CSRC unveils rules for preferred shares

2 min read
Ken Wang, Fiona Lau

Such securities are seen as providing a much-needed new channel for companies to raise funds. This is especially important for Chinese lenders, which are required to maintain high capital adequacy ratios since the implementation of Basel III rules.

Last Friday, the CSRC published a consultation paper regarding the rules and regulations for the issuance of preferred shares, allowing companies to issue such paper for the first time since the 1980s. The consultation will finish at the end of this month and the new rules will be implemented from January.

While the guidelines are not specific to the financial sector, listed banks, including Bank of China, Shanghai Pudong Development Bank and Agricultural Bank of China, are expected to be the first to offer preferred shares, while insurers and power companies are expected to follow.

According to the draft rules, both listed and unlisted companies can issue preferred shares, if they meet certain requirements.

Three types of listed companies can issue preferred shares. They have to be constituents of the SSE 50 Index, they have to issue preferred shares to acquire or merge with other listed companies and they have to issue preferred shares to repurchase common shares.

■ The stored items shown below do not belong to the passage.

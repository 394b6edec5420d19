use std::rc::Rc;

use anyhow::Result;
use folio_common::menu::{MenuEvent, anchor_scroll_offset, anchor_target};
use gloo_events::{EventListener, EventListenerOptions};
use tracing::{debug, warn};
use wasm_bindgen::JsCast;
use web_sys::{HtmlElement, KeyboardEvent, Node};

use crate::{common::dom::smooth_scroll_to, page::Page};

impl Page {
    pub fn attach_nav(self: &Rc<Self>) -> Result<()> {
        if let Some(toggle) = &self.nav_toggle {
            let page = self.clone();
            EventListener::new(toggle, "click", move |_| page.menu_event(MenuEvent::Toggle)).forget();
        } else {
            warn!("no #nav-toggle on page, mobile menu cannot be opened");
        }

        for link in &self.nav_links {
            let page = self.clone();
            let target = link.clone();
            EventListener::new_with_options(
                link,
                "click",
                EventListenerOptions::enable_prevent_default(),
                move |event| {
                    page.menu_event(MenuEvent::LinkClicked);

                    let href = target.get_attribute("href").unwrap_or_default();
                    if let Some(id) = anchor_target(&href) {
                        event.prevent_default();
                        page.scroll_to_section(id);
                    }
                },
            )
            .forget();
        }

        let page = self.clone();
        EventListener::new(&self.document, "click", move |event| {
            let target = event.target().and_then(|t| t.dyn_into::<Node>().ok());
            if page.is_outside_menu(target.as_ref()) {
                page.menu_event(MenuEvent::OutsideClick);
            }
        })
        .forget();

        let page = self.clone();
        EventListener::new_with_options(
            &self.document,
            "keydown",
            EventListenerOptions::enable_prevent_default(),
            move |event| {
                let Some(event) = event.dyn_ref::<KeyboardEvent>() else {
                    return;
                };

                match event.key().as_str() {
                    "Escape" => page.menu_event(MenuEvent::Escape),
                    "Home" if event.ctrl_key() => {
                        event.prevent_default();
                        page.scroll_to_top();
                    }
                    _ => {}
                }
            },
        )
        .forget();

        let page = self.clone();
        EventListener::new(&self.window, "resize", move |_| {
            page.menu_event(MenuEvent::Resize);
            if let Err(err) = page.update_active_link() {
                warn!("failed to update nav link on resize: {err:#}");
            }
        })
        .forget();

        Ok(())
    }

    // a click counts as outside only if it landed in neither the panel nor its toggle
    fn is_outside_menu(&self, target: Option<&Node>) -> bool {
        let (Some(toggle), Some(menu)) = (&self.nav_toggle, &self.nav_menu) else {
            return false;
        };

        !menu.contains(target) && !toggle.contains(target)
    }

    // missing sections are not an error, the link just doesn't scroll
    fn scroll_to_section(&self, id: &str) {
        let Some(section) = self
            .document
            .get_element_by_id(id)
            .and_then(|element| element.dyn_into::<HtmlElement>().ok())
        else {
            debug!("nav target #{id} not found");
            return;
        };

        let top = anchor_scroll_offset(f64::from(section.offset_top()), &self.config.scroll);
        smooth_scroll_to(&self.window, top);
    }

    pub fn scroll_to_top(&self) {
        smooth_scroll_to(&self.window, 0.0);
    }
}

The preferred shares issued to the public should be cumulative and should pay a fixed dividend. Commercial banks that will use the proceeds to replenish capital are allowed to issue non-cumulative preferred shares.

Issuance of preferred shares will be limited to 50% of common stock and 50% of net assets, and are not allowed to be converted into common shares until 36 months after issued.

Apart from public issuance, listed companies can also issue preferred shares privately. Such shares, however, can only be sold to less than 200 investors.

Unlisted companies and domestically registered, but overseas listed companies, are also allowed to issue preferred shares, but only through private placement to less than 200 investors. Such shares can be issued on the domestic over-the-counter stock market, also known as the new “third board”.

According to the draft rules, qualified investors for preferred shares would include the approved financial institutions and their issued wealth management products, qualified foreign institutional investors, or QFIIs, and renminbi QFIIs, enterprises, partnership enterprises and individual investors with assets of at least Rmb5m (US$823,390) in their investment accounts.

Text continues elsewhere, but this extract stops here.